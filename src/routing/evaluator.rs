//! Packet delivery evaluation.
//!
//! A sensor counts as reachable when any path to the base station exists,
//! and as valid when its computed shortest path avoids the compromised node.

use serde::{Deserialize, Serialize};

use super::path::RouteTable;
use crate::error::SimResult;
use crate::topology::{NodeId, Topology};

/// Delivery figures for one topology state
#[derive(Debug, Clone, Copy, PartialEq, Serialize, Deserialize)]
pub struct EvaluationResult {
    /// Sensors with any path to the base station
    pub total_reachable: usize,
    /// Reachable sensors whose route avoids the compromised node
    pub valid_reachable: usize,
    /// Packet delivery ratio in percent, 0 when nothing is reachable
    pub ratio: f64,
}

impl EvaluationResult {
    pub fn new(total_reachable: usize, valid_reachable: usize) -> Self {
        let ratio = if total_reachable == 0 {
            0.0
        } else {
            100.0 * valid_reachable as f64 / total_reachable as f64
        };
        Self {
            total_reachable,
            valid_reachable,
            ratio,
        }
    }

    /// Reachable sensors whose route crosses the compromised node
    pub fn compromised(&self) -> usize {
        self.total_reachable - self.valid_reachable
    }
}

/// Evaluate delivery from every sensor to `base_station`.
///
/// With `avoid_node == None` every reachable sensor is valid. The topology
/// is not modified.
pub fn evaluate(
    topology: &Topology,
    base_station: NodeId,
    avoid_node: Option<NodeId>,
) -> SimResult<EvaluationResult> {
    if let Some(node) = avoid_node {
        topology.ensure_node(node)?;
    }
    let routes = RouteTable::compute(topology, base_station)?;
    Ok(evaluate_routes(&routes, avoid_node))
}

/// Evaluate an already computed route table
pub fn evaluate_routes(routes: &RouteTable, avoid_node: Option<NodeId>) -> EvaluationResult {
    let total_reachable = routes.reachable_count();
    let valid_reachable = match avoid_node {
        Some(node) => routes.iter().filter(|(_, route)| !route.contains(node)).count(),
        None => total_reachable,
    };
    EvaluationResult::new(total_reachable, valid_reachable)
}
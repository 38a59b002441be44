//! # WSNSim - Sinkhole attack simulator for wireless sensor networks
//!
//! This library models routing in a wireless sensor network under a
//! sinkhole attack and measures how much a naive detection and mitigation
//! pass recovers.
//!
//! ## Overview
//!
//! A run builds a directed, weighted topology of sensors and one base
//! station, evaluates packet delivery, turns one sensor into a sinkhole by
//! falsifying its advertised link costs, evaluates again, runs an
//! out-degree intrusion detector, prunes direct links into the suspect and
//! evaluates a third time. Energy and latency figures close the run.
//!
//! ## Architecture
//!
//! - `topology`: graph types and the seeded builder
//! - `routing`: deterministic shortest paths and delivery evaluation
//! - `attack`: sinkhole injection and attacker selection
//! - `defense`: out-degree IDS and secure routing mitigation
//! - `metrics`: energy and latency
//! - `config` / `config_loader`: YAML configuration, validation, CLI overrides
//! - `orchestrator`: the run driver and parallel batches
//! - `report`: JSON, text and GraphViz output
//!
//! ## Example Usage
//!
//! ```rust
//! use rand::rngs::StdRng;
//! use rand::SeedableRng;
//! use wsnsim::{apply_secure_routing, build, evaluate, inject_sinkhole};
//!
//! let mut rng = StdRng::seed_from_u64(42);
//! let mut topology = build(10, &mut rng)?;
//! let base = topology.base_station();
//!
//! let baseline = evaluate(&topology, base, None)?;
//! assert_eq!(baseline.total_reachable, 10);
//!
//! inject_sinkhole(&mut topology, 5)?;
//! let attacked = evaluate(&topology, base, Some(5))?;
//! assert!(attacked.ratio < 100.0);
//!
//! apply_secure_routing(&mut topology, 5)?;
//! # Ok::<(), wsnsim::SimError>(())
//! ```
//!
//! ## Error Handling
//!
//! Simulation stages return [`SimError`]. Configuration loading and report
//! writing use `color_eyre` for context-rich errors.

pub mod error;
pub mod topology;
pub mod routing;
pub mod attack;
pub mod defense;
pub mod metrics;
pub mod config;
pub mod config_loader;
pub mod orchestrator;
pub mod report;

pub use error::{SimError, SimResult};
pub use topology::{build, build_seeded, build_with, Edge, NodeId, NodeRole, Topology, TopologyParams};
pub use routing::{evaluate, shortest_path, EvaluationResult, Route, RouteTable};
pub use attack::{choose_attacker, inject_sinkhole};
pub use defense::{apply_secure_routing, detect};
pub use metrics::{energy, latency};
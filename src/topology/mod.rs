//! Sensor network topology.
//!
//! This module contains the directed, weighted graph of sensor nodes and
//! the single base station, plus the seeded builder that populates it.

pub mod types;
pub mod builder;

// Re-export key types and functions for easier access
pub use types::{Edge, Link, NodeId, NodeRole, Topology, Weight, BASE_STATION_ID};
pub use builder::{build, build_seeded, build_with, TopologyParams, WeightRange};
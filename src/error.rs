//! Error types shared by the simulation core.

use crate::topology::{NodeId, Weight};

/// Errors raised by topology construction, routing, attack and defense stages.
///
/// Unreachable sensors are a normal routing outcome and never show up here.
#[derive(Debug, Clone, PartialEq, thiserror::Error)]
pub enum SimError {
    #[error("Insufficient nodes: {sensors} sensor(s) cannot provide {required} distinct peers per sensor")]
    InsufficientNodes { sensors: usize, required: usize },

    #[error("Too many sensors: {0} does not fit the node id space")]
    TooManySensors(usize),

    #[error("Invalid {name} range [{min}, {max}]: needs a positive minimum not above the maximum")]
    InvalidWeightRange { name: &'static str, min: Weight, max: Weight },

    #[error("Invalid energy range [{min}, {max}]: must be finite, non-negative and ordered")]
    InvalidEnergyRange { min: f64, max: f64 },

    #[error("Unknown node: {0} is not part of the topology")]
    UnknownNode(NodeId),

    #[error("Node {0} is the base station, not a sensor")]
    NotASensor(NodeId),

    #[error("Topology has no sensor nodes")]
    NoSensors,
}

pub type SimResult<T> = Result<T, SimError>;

-*-*-

** DESCRIPTION OF THE TASK **
Type out the whole of the data again, exactly as shown.

** ANSWER TO THE PROBLEM **
filename src/routing/evaluator.rs
//! Packet delivery evaluation.
//!
//! A sensor counts as reachable when any path to the base station exists,
//! and as valid when its computed shortest path avoids the compromised node.

use serde::{Deserialize, Serialize};

use super::path::RouteTable;
use crate::error::SimResult;
use crate::topology::{NodeId, Topology};

/// Delivery figures for one topology state
#[derive(Debug, Clone, Copy, PartialEq, Serialize, Deserialize)]
pub struct EvaluationResult {
    /// Sensors with any path to the base station
    pub total_reachable: usize,
    /// Reachable sensors whose route avoids the compromised node
    pub valid_reachable: usize,
    /// Packet delivery ratio in percent, 0 when nothing is reachable
    pub ratio: f64,
}

impl EvaluationResult {
    pub fn new(total_reachable: usize, valid_reachable: usize) -> Self {
        let ratio = if total_reachable == 0 {
            0.0
        } else {
            100.0 * valid_reachable as f64 / total_reachable as f64
        };
        Self {
            total_reachable,
            valid_reachable,
            ratio,
        }
    }

    /// Reachable sensors whose route crosses the compromised node
    pub fn compromised(&self) -> usize {
        self.total_reachable - self.valid_reachable
    }
}

/// Evaluate delivery from every sensor to `base_station`.
///
/// With `avoid_node == None` every reachable sensor is valid. The topology
/// is not modified.
pub fn evaluate(
    topology: &Topology,
    base_station: NodeId,
    avoid_node: Option<NodeId>,
) -> SimResult<EvaluationResult> {
    if let Some(node) = avoid_node {
        topology.ensure_node(node)?;
    }
    let routes = RouteTable::compute(topology, base_station)?;
    Ok(evaluate_routes(&routes, avoid_node))
}

/// Evaluate an already computed route table
pub fn evaluate_routes(routes: &RouteTable, avoid_node: Option<NodeId>) -> EvaluationResult {
    let total_reachable = routes.reachable_count();
    let valid_reachable = match avoid_node {
        Some(node) => routes.iter().filter(|(_, route)| !route.contains(node)).count(),
        None => total_reachable,
    };
    EvaluationResult::new(total_reachable, valid_reachable)
}
repository 38a59b002441be44
//! # WSNSim - Sinkhole attack simulator for wireless sensor networks
//!
//! This library models routing in a wireless sensor network under a
//! sinkhole attack and measures how much a naive detection and mitigation
//! pass recovers.
//!
//! ## Overview
//!
//! A run builds a directed, weighted topology of sensors and one base
//! station, evaluates packet delivery, turns one sensor into a sinkhole by
//! falsifying its advertised link costs, evaluates again, runs an
//! out-degree intrusion detector, prunes direct links into the suspect and
//! evaluates a third time. Energy and latency figures close the run.
//!
//! ## Architecture
//!
//! - `topology`: graph types and the seeded builder
//! - `routing`: deterministic shortest paths and delivery evaluation
//! - `attack`: sinkhole injection and attacker selection
//! - `defense`: out-degree IDS and secure routing mitigation
//! - `metrics`: energy and latency
//! - `config` / `config_loader`: YAML configuration, validation, CLI overrides
//! - `orchestrator`: the run driver and parallel batches
//! - `report`: JSON, text and GraphViz output
//!
//! ## Example Usage
//!
//! ```rust
//! use rand::rngs::StdRng;
//! use rand::SeedableRng;
//! use wsnsim::{apply_secure_routing, build, evaluate, inject_sinkhole};
//!
//! let mut rng = StdRng::seed_from_u64(42);
//! let mut topology = build(10, &mut rng)?;
//! let base = topology.base_station();
//!
//! let baseline = evaluate(&topology, base, None)?;
//! assert_eq!(baseline.total_reachable, 10);
//!
//! inject_sinkhole(&mut topology, 5)?;
//! let attacked = evaluate(&topology, base, Some(5))?;
//! assert!(attacked.ratio < 100.0);
//!
//! apply_secure_routing(&mut topology, 5)?;
//! # Ok::<(), wsnsim::SimError>(())
//! ```
//!
//! ## Error Handling
//!
//! Simulation stages return [`SimError`]. Configuration loading and report
//! writing use `color_eyre` for context-rich errors.

pub mod error;
pub mod topology;
pub mod routing;
pub mod attack;
pub mod defense;
pub mod metrics;
pub mod config;
pub mod config_loader;
pub mod orchestrator;
pub mod report;

pub use error::{SimError, SimResult};
pub use topology::{build, build_seeded, build_with, Edge, NodeId, NodeRole, Topology, TopologyParams};
pub use routing::{evaluate, shortest_path, EvaluationResult, Route, RouteTable};
pub use attack::{choose_attacker, inject_sinkhole};
pub use defense::{apply_secure_routing, detect};
pub use metrics::{energy, latency};
filename src/topology/mod.rs
//! Sensor network topology.
//!
//! This module contains the directed, weighted graph of sensor nodes and
//! the single base station, plus the seeded builder that populates it.

pub mod types;
pub mod builder;

// Re-export key types and functions for easier access
pub use types::{Edge, Link, NodeId, NodeRole, Topology, Weight, BASE_STATION_ID};
pub use builder::{build, build_seeded, build_with, TopologyParams, WeightRange};
filename src/error.rs
//! Error types shared by the simulation core.

use crate::topology::{NodeId, Weight};

/// Errors raised by topology construction, routing, attack and defense stages.
///
/// Unreachable sensors are a normal routing outcome and never show up here.
#[derive(Debug, Clone, PartialEq, thiserror::Error)]
pub enum SimError {
    #[error("Insufficient nodes: {sensors} sensor(s) cannot provide {required} distinct peers per sensor")]
    InsufficientNodes { sensors: usize, required: usize },

    #[error("Too many sensors: {0} does not fit the node id space")]
    TooManySensors(usize),

    #[error("Invalid {name} range [{min}, {max}]: needs a positive minimum not above the maximum")]
    InvalidWeightRange { name: &'static str, min: Weight, max: Weight },

    #[error("Invalid energy range [{min}, {max}]: must be finite, non-negative and ordered")]
    InvalidEnergyRange { min: f64, max: f64 },

    #[error("Unknown node: {0} is not part of the topology")]
    UnknownNode(NodeId),

    #[error("Node {0} is the base station, not a sensor")]
    NotASensor(NodeId),

    #[error("Topology has no sensor nodes")]
    NoSensors,
}

pub type SimResult<T> = Result<T, SimError>;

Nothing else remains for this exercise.